Can vitamin supplements do more harm than good? Should we be spending more time in the sun? What are phytonutrients and why are they important for our health? Is physical activity more important than dieting? Are meat, dairy products and saturated fats good for our health? Can what we eat affect our mental health?

These are some of the questions Glenn Matten and Aidan Goggins explore in The Health Delusion. To find the answers they have sifted through more than 600 scientific articles in peer review journals. Here are some of their conclusions:

Antioxidant vitamin supplements aren’t usually needed. In fact some of them can increase mortality. For instance one meta analysis looked at 22 Randomised control trials (RCTs) of antioxidant supplements (vitamins A, C, E, beta carotene and selenium). It found no protective effect against cancer. Instead the studies suggested a 50% increased risk of bladder cancer.

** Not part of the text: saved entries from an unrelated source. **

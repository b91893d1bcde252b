//! Spatial indexing.
//!
//! A uniform hash grid over the world: entity count grows, query cost
//! stays proportional to the entities near the queried region.

mod grid;

pub use grid::{Bounds, SpatialGrid};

The idea that we need large supplements of antioxidants to fight free radicals is now discredited. Our bodies need some free radicals, for instance to help our immune systems fight off infection. Too many antioxidants (like too many free radicals) are bad for us. We need to keep a natural balance.

Selenium and Vitamin D are the two exceptions, where supplements can sometimes help. If you live in the US you won’t normally need a selenium supplement, as wheat grown there is from selenium rich soil. However, if you live in Europe, where the soil is selenium deficient, the authors recommend a small supplement (50 – 60 mcg per day for women and 100 mcg per day for men). More than this is likely to increase your health risk. Like antioxidants, you only need enough to keep the right balance in your body.

Because the main source of Vitamin D is from the sun if you live in the UK or other countries far from the equator you won’t get enough sun (and the right kind of sun) during the colder months of the year. So, in the UK, a Vitamin D supplement (1,100 – 1,200IU per day) is recommended from the end of October to the end of March .

Spend time in the sun. This is the main source of vitamin D – which is good for our bones; and also associated with a lower risk of cancer, heart disease, diabetes, depression and Alzheimer’s. We know that too much unprotected exposure to the sun increases the risk of skin cancer but we need some time in the sun, without sunscreen, to gain the benefits of Vitamin D. Aim for minutes rather than hours here.

Beige is bad. Avoid or limit white bread, white pasta, pastries, biscuits, cakes, battered and breadcrumbed convenience foods. These fill you up with ‘empty calories’ rather than the nutritional elements your body needs.  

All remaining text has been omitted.